The recovery of the K8s cluster itself has the GitOps repo as the first line of defense, but to preserve even the dynamic state that’s in etcd itself (user-created PVCs, automatic ConfigMap updates, etc.), Velero is the standard tool.

Velero — back up the cluster to S3
velero install \
  --provider aws \
  --bucket myshop-velero-backups \
  --region ap-northeast-2 \
  --plugins velero/velero-plugin-for-aws:v1.10.0 \
  --backup-location-config region=ap-northeast-2

# daily automatic backup
velero schedule create daily --schedule="0 2 * * *" --ttl 720h

Velero regularly backs up K8s objects + EBS volume snapshots from etcd to S3. When you’ve lost the whole cluster, you can recover on a new cluster with velero restore. It’s the shape where the PV model of Chapter 9 PV / PVC / StorageClass becomes a full backup target.

Cost — the area that leaks the fastest #

A K8s cluster’s cost balloons fast if you don’t intend otherwise. We point out the standard items of a production cluster’s cost check. Full cost optimization is covered in Chapter 28 Cost optimization, but at the operations-checklist level we organize five sources in advance.

1. Combining Karpenter + Spot #

Karpenter, mentioned briefly in Chapter 21 EKS setup, makes the biggest savings on the cost side.

Karpenter NodePool — Spot preference
spec:
  template:
    spec:
      requirements:
        - key: karpenter.sh/capacity-type
          operator: In
          values: ["spot", "on-demand"]
        - key: node.kubernetes.io/instance-type
          operator: NotIn
          values: ["m5.metal"]   # exclude instances that are too large
  disruption:
    consolidationPolicy: WhenEmptyOrUnderutilized
    consolidateAfter: 30s

Karpenter brings up the instance that exactly matches the workload’s resource demand, at Spot price. About 50 ~ 70 % savings vs ON_DEMAND is common, and consolidation automatically removes underutilized nodes. This is where the Karpenter operation covered in Chapter 13 Autoscaling connects directly to cost optimization.
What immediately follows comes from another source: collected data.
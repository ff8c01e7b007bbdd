#[macro_use]
extern crate num_derive;
extern crate byteorder;

pub mod errors;
pub mod export;
pub mod gbm_tools;
pub mod headers;
pub mod parsers;
#[cfg(feature = "python")]
mod python;
pub mod time;
pub mod units;

use std::sync::LazyLock;

use hifitime::{Epoch, TimeScale};
use ndarray::{Array1, Array2};
use uom::si::area::square_centimeter;
use uom::si::f64::{Area, Time};
use uom::si::time::millisecond;

use crate::parsers::fits::Header;

pub use crate::gbm_tools::ctime::{bin_down_ctime, load_ctime, slice_ctime, HistogramSeries};
pub use crate::gbm_tools::spectrogram::{Spectrogram, SpectrogramParams};
pub use crate::gbm_tools::srm::{srm_for_fit, ResponseGeometry};
pub use crate::gbm_tools::tte::TimeTaggedEventList;

/// Reference instant for every raw GBM time value (Fermi MET), held in TAI
/// so that offsets from it count leap seconds.
pub static MISSION_EPOCH: LazyLock<Epoch> = LazyLock::new(|| {
    Epoch::from_gregorian_utc_hms(2001, 1, 1, 0, 0, 0).to_time_scale(TimeScale::TAI)
});

/// Cadence of CTIME data outside of burst mode.
pub static NOMINAL_DT: LazyLock<Time> = LazyLock::new(|| Time::new::<millisecond>(256.0));
/// Cadence of CTIME data while the burst trigger is active.
pub static NOMINAL_BURST_DT: LazyLock<Time> = LazyLock::new(|| Time::new::<millisecond>(64.0));
/// Geometric area of one GBM NaI detector.
pub static DETECTOR_AREA: LazyLock<Area> =
    LazyLock::new(|| Area::new::<square_centimeter>(100.0));

/// A named table of equal-length columns plus its scalar header.
pub trait Table {
    fn len(&self) -> usize;
    fn is_empty(&self) -> bool {
        self.len() == 0
    }
    fn header(&self) -> &Header;
    /// The `TUNIT` string of a column, if one is declared.
    fn column_unit(&self, name: &str) -> Result<Option<&str>, errors::Error>;
    fn column_f64(&self, name: &str) -> Result<Array1<f64>, errors::Error>;
    /// A vector-valued column as a `[row][element]` array.
    fn column_f64_2d(&self, name: &str) -> Result<Array2<f64>, errors::Error>;
    fn column_i64(&self, name: &str) -> Result<Vec<i64>, errors::Error>;
}

/// Anything that can hand out tables by name or by position. Index 0 is the
/// primary unit of the file.
pub trait TableSource {
    type Table: Table;
    fn table(&self, name: &str) -> Result<&Self::Table, errors::Error>;
    fn table_at(&self, index: usize) -> Result<&Self::Table, errors::Error>;
}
2. RDS instance right-sizing #

RDS cost is the sum of instance class + storage + IOPS. The instance class takes the biggest share, so a quarterly right-sizing review is standard.

Signals you see in RDS Performance Insights
- average CPU usage below 30% -> consider a class one step smaller
- max_connections usage below 50% -> review both the pool size / the instance
- the max of storage IOPS below 50% of the baseline -> consider downsizing to gp3

Because it’s a managed service, an instance class change finishes with a single reboot. Quarterly right-sizing is one of the biggest cost-saving items. The adoption of PgBouncer in Chapter 23 is the step that naturally lowers this section’s second signal (max_connections usage).

3. NAT Gateway data transfer #

The NAT Gateway cost touched on briefly in Chapter 21 is an hourly + per-GB data-transfer charge. Cost piles up every time a private-subnet workload communicates with the outside, and it often takes a surprisingly large share.

NAT data-transfer saving patterns
- Adopt VPC Endpoints — AWS services like S3 / ECR / DynamoDB bypass NAT via VPC Endpoints
- RDS in the same region is VPC-internal routing, so it bypasses NAT (VPC peering / Transit Gateway)
- If you call external APIs often, adopt a caching layer

It’s common for a $100 ~ $500 per-month NAT cost to drop to less than half of that with the adoption of VPC Endpoints.

4. EBS snapshots and unused resources #

Unused resources to check regularly
- old EBS snapshots (ones made manually besides RDS automatic snapshots)
- old AMIs
- detached EBS volumes (leftovers from old node groups)
- unused ALBs / NLBs (leftovers from old Ingresses)
- old images in ECR (auto-delete with a lifecycle policy recommended)

The ECR lifecycle policy is organized with one Terraform file.

terraform — ECR lifecycle
resource "aws_ecr_lifecycle_policy" "myshop_api" {
  repository = aws_ecr_repository.myshop_api.name

  policy = jsonencode({
    rules = [
      {
        rulePriority = 1
        description  = "Keep last 30 production tags"
        selection = {
          tagStatus     = "tagged"
          tagPrefixList = ["v"]
          countType     = "imageCountMoreThan"
          countNumber   = 30
        }
        action = { type = "expire" }
      },
      {
        rulePriority = 2
        description  = "Expire untagged after 7 days"
        selection = {
          tagStatus   = "untagged"
          countType   = "sinceImagePushed"
          countUnit   = "days"
          countNumber = 7
        }
        action = { type = "expire" }
      }
    ]
  })
}

The image tag immutability decision of Chapter 24 CI / CD and this lifecycle policy roll together — because it’s immutable you can’t overwrite the same tag, so cleaning up old tags with a lifecycle is the only cleanup path.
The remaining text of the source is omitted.